As for conditions...it can get pretty cold (-40) and very windy at the top. Like any east coast hill, ice will appear. I'm not a park guy, but there's a few and they seem to have a good amount of features and kickers. They do host some World Cup level competitions and don't seem to have to build much when they do that.


----------



## AlexS (Feb 12, 2010)

david_z said:


> I stayed at a small hotel when I went there in 1997 with my dad and someone stole one of my flannel shirts from the closet. For serious!
> 
> We did 12 hours through Canada non-stop but I know traveling with a crew of 6 dudes and two cars in caravan we'll be slower than that. I don't necessarily need slopeside (because we usually can't afford it) but I like to be near enough that I don't have to get up at 7am to make first chair, or that I can hop a quick shuttle back to the room/condo for lunch or mid-day breaks, etc. Also it's more difficult to manage a group of people with varying skill levels when you're spread geographically like that.
> 
> ...


Naw, Rutland is like 30 minutes or less from Killington so i thought that's what you meant.


----------



## chupacabraman (Jul 30, 2009)

Depends what you are looking for. If you are looking for a good park there are lots of great resorts to choose from (see other's suggestions above) including Tremblant, Saint Sauveur, Stoneham, Bromont, etc (it's the East Coast)

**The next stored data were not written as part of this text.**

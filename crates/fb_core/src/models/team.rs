//! Team data: roster, starting five, optional rotation plan.

use serde::{Deserialize, Serialize};
use uuid::Uuid;

use super::player::{Player, Position};
use super::playoffs::Conference;
use super::rotation::RotationConfig;
use crate::error::SimError;

pub const MIN_ROSTER_SIZE: usize = 13;
pub const MAX_ROSTER_SIZE: usize = 17;

/// A franchise roster. The starting lineup is ordered by position slot
/// (index 0 = PG ... index 4 = C); a player may start out of their natural
/// position, the slot decides the matchup.
#[derive(Debug, Clone, Serialize, Deserialize)]
pub struct Team {
    pub id: Uuid,
    pub name: String,
    pub conference: Conference,
    pub roster: Vec<Player>,
    pub starting_lineup: [Uuid; 5],
    #[serde(default, skip_serializing_if = "Option::is_none")]
    pub rotation: Option<RotationConfig>,
}

impl Team {
    pub fn new(
        name: impl Into<String>,
        conference: Conference,
        roster: Vec<Player>,
        starting_lineup: [Uuid; 5],
    ) -> Self {
        Self {
            id: Uuid::new_v4(),
            name: name.into(),
            conference,
            roster,
            starting_lineup,
            rotation: None,
        }
    }

    pub fn validate(&self) -> Result<(), SimError> {
        if !(MIN_ROSTER_SIZE..=MAX_ROSTER_SIZE).contains(&self.roster.len()) {
            return Err(self.invalid(format!(
                "roster must have {MIN_ROSTER_SIZE}..={MAX_ROSTER_SIZE} players, found {}",
                self.roster.len()
            )));
        }

        for player in &self.roster {
            if !player.attributes.in_range() {
                return Err(self.invalid(format!("player {} has out-of-range ratings", player.name)));
            }
        }

        for (slot, starter_id) in self.starting_lineup.iter().enumerate() {
            if self.player(*starter_id).is_none() {
                return Err(self.invalid(format!(
                    "starter at {} is not on the roster",
                    Position::ALL[slot]
                )));
            }
        }
        for i in 0..5 {
            for j in (i + 1)..5 {
                if self.starting_lineup[i] == self.starting_lineup[j] {
                    return Err(self.invalid("duplicate player in starting lineup".to_string()));
                }
            }
        }

        if let Some(rotation) = &self.rotation {
            let violations = rotation.validate(&self.roster);
            if !violations.is_empty() {
                return Err(SimError::InvalidRotation(violations));
            }
        }

        Ok(())
    }

    pub fn player(&self, id: Uuid) -> Option<&Player> {
        self.roster.iter().find(|p| p.id == id)
    }

    pub fn roster_index(&self, id: Uuid) -> Option<usize> {
        self.roster.iter().position(|p| p.id == id)
    }

    /// Roster indices of the starting five, lineup slot order.
    pub fn starter_indices(&self) -> Result<[usize; 5], SimError> {
        let mut indices = [0usize; 5];
        for (slot, starter_id) in self.starting_lineup.iter().enumerate() {
            indices[slot] = self
                .roster_index(*starter_id)
                .ok_or_else(|| self.invalid(format!("starter at {} missing", Position::ALL[slot])))?;
        }
        Ok(indices)
    }

    pub fn average_overall(&self) -> f32 {
        if self.roster.is_empty() {
            return 0.0;
        }
        let sum: u32 = self.roster.iter().map(|p| u32::from(p.overall())).sum();
        sum as f32 / self.roster.len() as f32
    }

    fn invalid(&self, reason: String) -> SimError {
        SimError::InvalidTeam { name: self.name.clone(), reason }
    }
}

#[cfg(test)]
mod tests {
    use super::*;
    use crate::models::player::PlayerAttributes;

    fn team_of(n: usize) -> Team {
        let roster: Vec<Player> = (0..n)
            .map(|i| {
                Player::new(
                    format!("Player {i}"),
                    Position::ALL[i % 5],
                    PlayerAttributes::uniform(55),
                )
            })
            .collect();
        let lineup = [roster[0].id, roster[1].id, roster[2].id, roster[3].id, roster[4].id];
        Team::new("Test", Conference::East, roster, lineup)
    }

    #[test]
    fn thirteen_player_roster_with_clean_lineup_validates() {
        assert!(team_of(13).validate().is_ok());
    }

    #[test]
    fn undersized_roster_is_rejected() {
        let err = team_of(9).validate().unwrap_err();
        assert!(matches!(err, SimError::InvalidTeam { .. }));
    }

    #[test]
    fn duplicate_starter_is_rejected() {
        let mut team = team_of(13);
        team.starting_lineup[1] = team.starting_lineup[0];
        assert!(team.validate().is_err());
    }

    #[test]
    fn starter_off_roster_is_rejected() {
        let mut team = team_of(13);
        team.starting_lineup[4] = Uuid::new_v4();
        assert!(team.validate().is_err());
    }
}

If you want good freeriding and pow, the definitive place to go is Le Massif (near Quebec City). Everything else is crap (maybe Valinouet for a small mellow hill with great powder, or nearby Jay Peak VT)


----------



## snowboardquebec (Sep 21, 2010)

some areas of Quebec does get snow earlier and way much more snow than other areas... thinking of Bas St-Laurent and Saguenay maybe, could be worth the look. Both far from main cities.


----------



## KzooSpade31 (Sep 15, 2010)

I'm west of you in Kalamazoo, MI. Been looking at the road trip idea to Stowe. Never been to Vermont so not sure the pros/cons to each resort. I'm about 2 hours west of you right off the jump so that could be long trip, especially if the weather doesn't cooperate. Quebec seems a bit far. Is there anything you're aware of in Ontario? What about any resorts in upstate NY?


----------



## david_z (Dec 14, 2009)

kzoo i'll send you a private message here


----------